Developing Performance Goals
Another key piece of a PMP involves developing performance goals and expectations. Goals are written statements that clearly describe certain actions or tasks with a measurable end result. Goals should be well-defined, detailed declarations of specific actions to be taken during the upcoming review period for which measurable outcomes are expected. Each goal should be specific enough to let the employee know what is expected to be accomplished, why it is to be done, and the target date for accomplishing it. The following acronym is often used to assist supervisors in developing goals for their employees:

S Specific-answers what, why and when actions or activities should be accomplished.
M Measurable–clarifies how to determine if the goal has been achieved.
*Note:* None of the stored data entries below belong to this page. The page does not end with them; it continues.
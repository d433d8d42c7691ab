//! gRPC server implementation.

use std::net::SocketAddr;
use std::sync::Arc;

use tokio::net::TcpListener;
use tokio_stream::wrappers::TcpListenerStream;
use tonic::transport::Server;
use tracing::{error, info};

use super::proto::bruteguard_server::BruteguardServer;
use super::service::BruteguardServiceImpl;
use crate::engine::Authorizer;
use crate::error::{BruteguardError, Result};

/// gRPC server for the Bruteguard service.
pub struct GrpcServer {
    /// Address to bind to
    addr: SocketAddr,
    /// The decision engine behind every request
    authorizer: Arc<Authorizer>,
}

impl GrpcServer {
    /// Create a new gRPC server.
    pub fn new(addr: SocketAddr, authorizer: Arc<Authorizer>) -> Self {
        Self { addr, authorizer }
    }

    /// Start the gRPC server with graceful shutdown.
    ///
    /// The server will shut down when the provided signal resolves.
    pub async fn serve_with_shutdown<F>(self, signal: F) -> Result<()>
    where
        F: std::future::Future<Output = ()> + Send,
    {
        let listener = TcpListener::bind(self.addr).await?;
        self.serve_with_listener(listener, signal).await
    }

    /// Serve on an already bound listener until `signal` resolves.
    pub async fn serve_with_listener<F>(self, listener: TcpListener, signal: F) -> Result<()>
    where
        F: std::future::Future<Output = ()> + Send,
    {
        let service = BruteguardServiceImpl::new(self.authorizer);

        info!(
            addr = %listener.local_addr()?,
            "Starting gRPC server for Bruteguard"
        );

        Server::builder()
            .add_service(BruteguardServer::new(service))
            .serve_with_incoming_shutdown(TcpListenerStream::new(listener), signal)
            .await
            .map_err(|e| {
                error!(error = %e, "gRPC server failed");
                BruteguardError::Grpc(e)
            })
    }
}

#[cfg(test)]
mod tests {
    use super::*;
    use crate::access::AccessLists;
    use crate::grpc::proto::bruteguard_client::BruteguardClient;
    use crate::grpc::proto::{
        AllowAuthorizationRequest, CleanBucketRequest, Empty, NetworkRequest,
    };
    use crate::ratelimit::{Algorithm, Limits, RateLimiter, RateLimiterConfig};
    use crate::storage::SqliteStore;
    use std::time::Duration;
    use tokio::sync::oneshot;

    async fn authorizer() -> Arc<Authorizer> {
        let store = SqliteStore::in_memory().await.unwrap();
        let lists = AccessLists::load(Arc::new(store)).await.unwrap();
        let limiter = RateLimiter::new(RateLimiterConfig {
            algorithm: Algorithm::TokenBucket,
            limits: Limits {
                ip: 1000,
                password: 100,
                login: 2,
            },
            interval: Duration::from_secs(60),
            ttl: Duration::from_secs(600),
            max_idle_ticks: 10,
        })
        .unwrap();
        Arc::new(Authorizer::new(Arc::new(lists), Arc::new(limiter)))
    }

    #[tokio::test]
    async fn test_loopback_round_trip() {
        let listener = TcpListener::bind("127.0.0.1:0").await.unwrap();
        let addr = listener.local_addr().unwrap();
        let (shutdown_tx, shutdown_rx) = oneshot::channel::<()>();

        let server = GrpcServer::new(addr, authorizer().await);
        let handle = tokio::spawn(server.serve_with_listener(listener, async {
            let _ = shutdown_rx.await;
        }));

        let mut client = BruteguardClient::connect(format!("http://{}", addr))
            .await
            .unwrap();

        let attempt = || AllowAuthorizationRequest {
            ip: "172.16.0.9".to_string(),
            login: "alice".to_string(),
            password: "hunter2".to_string(),
        };
        assert!(client.allow_authorization(attempt()).await.unwrap().into_inner().allow);
        assert!(client.allow_authorization(attempt()).await.unwrap().into_inner().allow);
        assert!(!client.allow_authorization(attempt()).await.unwrap().into_inner().allow);

        client
            .clean_bucket_login(CleanBucketRequest {
                key: "alice".to_string(),
            })
            .await
            .unwrap();
        assert!(client.allow_authorization(attempt()).await.unwrap().into_inner().allow);

        client
            .add_network_to_whitelist(NetworkRequest {
                network: "172.16.0.0/12".to_string(),
            })
            .await
            .unwrap();
        let whitelist = client.whitelist(Empty {}).await.unwrap().into_inner();
        assert_eq!(whitelist.networks, vec!["172.16.0.0/12"]);

        let status = client
            .clean_bucket_password(CleanBucketRequest {
                key: "unknown".to_string(),
            })
            .await
            .unwrap_err();
        assert_eq!(status.code(), tonic::Code::NotFound);

        shutdown_tx.send(()).unwrap();
        handle.await.unwrap().unwrap();
    }
}
//! Process-local network store.

use async_trait::async_trait;
use parking_lot::Mutex;

use super::NetworkStore;
use crate::access::ListKind;
use crate::error::{BruteguardError, Result};

/// Keeps both lists in memory. Nothing survives a restart.
#[derive(Debug, Default)]
pub struct MemoryStore {
    whitelist: Mutex<Vec<String>>,
    blacklist: Mutex<Vec<String>>,
}

impl MemoryStore {
    pub fn new() -> Self {
        Self::default()
    }

    fn list(&self, list: ListKind) -> &Mutex<Vec<String>> {
        match list {
            ListKind::Whitelist => &self.whitelist,
            ListKind::Blacklist => &self.blacklist,
        }
    }
}

#[async_trait]
impl NetworkStore for MemoryStore {
    async fn insert(&self, list: ListKind, network: &str) -> Result<()> {
        let mut networks = self.list(list).lock();
        if networks.iter().any(|stored| stored == network) {
            return Err(BruteguardError::Storage(format!(
                "network {} already in {}",
                network, list
            )));
        }
        networks.push(network.to_string());
        Ok(())
    }

    async fn delete(&self, list: ListKind, network: &str) -> Result<()> {
        self.list(list).lock().retain(|stored| stored != network);
        Ok(())
    }

    async fn networks(&self, list: ListKind) -> Result<Vec<String>> {
        Ok(self.list(list).lock().clone())
    }
}
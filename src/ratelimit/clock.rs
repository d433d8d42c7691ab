//! Time sources for the rate limiting algorithms.

use std::time::{Duration, Instant};

/// A monotonic time source measured in nanoseconds.
///
/// The absolute value is meaningless; only differences between two readings
/// of the same clock are used.
pub trait Clock: Send + Sync + 'static {
    /// Current reading in nanoseconds.
    fn now(&self) -> u64;
}

/// Clock backed by [`Instant`], counting from its own creation.
#[derive(Debug, Clone, Copy)]
pub struct SystemClock {
    origin: Instant,
}

impl SystemClock {
    pub fn new() -> Self {
        Self {
            origin: Instant::now(),
        }
    }
}

impl Default for SystemClock {
    fn default() -> Self {
        Self::new()
    }
}

impl Clock for SystemClock {
    fn now(&self) -> u64 {
        // u64 nanoseconds cover several centuries of uptime.
        self.origin.elapsed().as_nanos() as u64
    }
}

/// A clock that only moves when told to.
///
/// Used to drive windows, refills and TTLs deterministically in tests.
#[cfg(test)]
#[derive(Debug, Default)]
pub(crate) struct ManualClock {
    nanos: std::sync::atomic::AtomicU64,
}

#[cfg(test)]
impl ManualClock {
    pub(crate) fn new() -> Self {
        Self::default()
    }

    /// Move the clock forward.
    pub(crate) fn advance(&self, by: Duration) {
        self.nanos
            .fetch_add(nanos(by), std::sync::atomic::Ordering::SeqCst);
    }
}

#[cfg(test)]
impl Clock for ManualClock {
    fn now(&self) -> u64 {
        self.nanos.load(std::sync::atomic::Ordering::SeqCst)
    }
}

/// Convert a duration to clock units, saturating at `u64::MAX`.
pub(crate) fn nanos(duration: Duration) -> u64 {
    u64::try_from(duration.as_nanos()).unwrap_or(u64::MAX)
}
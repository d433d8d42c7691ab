//! Rate limiter trait shared by the fixed window, leaky counter and token
//! bucket implementations.

use std::fmt;

use serde::{Deserialize, Serialize};

use crate::error::{BruteguardError, Result};

/// An independent axis along which authentication attempts are limited.
#[derive(Debug, Clone, Copy, PartialEq, Eq, Hash)]
pub enum Dimension {
    Ip,
    Password,
    Login,
}

impl Dimension {
    /// The order in which the facade consults the dimensions.
    pub const CHECK_ORDER: [Dimension; 3] = [Dimension::Ip, Dimension::Password, Dimension::Login];

    pub fn as_str(&self) -> &'static str {
        match self {
            Dimension::Ip => "ip",
            Dimension::Password => "password",
            Dimension::Login => "login",
        }
    }
}

impl fmt::Display for Dimension {
    fn fmt(&self, f: &mut fmt::Formatter<'_>) -> fmt::Result {
        f.write_str(self.as_str())
    }
}

/// Maximum admitted requests per interval for each dimension.
///
/// A limit of zero denies every request on that dimension.
#[derive(Debug, Clone, Copy, PartialEq, Eq, Serialize, Deserialize)]
pub struct Limits {
    pub ip: u64,
    pub password: u64,
    pub login: u64,
}

impl Limits {
    pub fn get(&self, dimension: Dimension) -> u64 {
        match dimension {
            Dimension::Ip => self.ip,
            Dimension::Password => self.password,
            Dimension::Login => self.login,
        }
    }
}

/// Trait for rate limiting algorithms.
///
/// Each implementation owns one bucket store per [`Dimension`]. Checks never
/// fail: a key is either admitted or denied.
pub trait RateLimiterBackend: Send + Sync {
    /// Admit or deny one request for `key`, consuming quota when admitted.
    fn allow(&self, dimension: Dimension, key: &str) -> bool;

    /// Restore full quota for an existing key.
    ///
    /// Returns [`BucketNotFound`](crate::error::BruteguardError::BucketNotFound)
    /// if the key has no bucket.
    fn clean(&self, dimension: Dimension, key: &str) -> Result<()>;

    /// One eviction pass over every dimension.
    fn sweep(&self);

    /// Number of live buckets for a dimension.
    fn bucket_count(&self, dimension: Dimension) -> usize;
}

pub(crate) fn bucket_not_found(dimension: Dimension, key: &str) -> BruteguardError {
    BruteguardError::BucketNotFound(format!("{} {:?}", dimension, key))
}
A Agreed Upon- both the employee/supervisor should agree on what is expected to successfully complete the goal.
A Aligned-supports the Practice’s mission and overall objectives.
R Realistic-ensures goals are doable but with a stretch challenge.
T Time Specific-establishes deadline for completion.

To Sum It All Up
In order to determine the effectiveness of a Performance Management Program, it must first and foremost support achievement of the Practice’s mission and goals. It should help employees understand what is expected of them and against what measurement criteria their performance will be assessed. If the program is utilized properly, a welcomed byproduct of the PMP is improved communications between supervisors and subordinates. As the PMP evolves, a Practice should begin to notice a stronger link between pay and performance. Rather than giving arbitrary increases to all employees, the PMP will provide justification for differences in salary increases and rewards. Finally, documented differences in performance should help identify employees able to assume additional responsibilities as well as those individuals requiring additional development and/or discipline.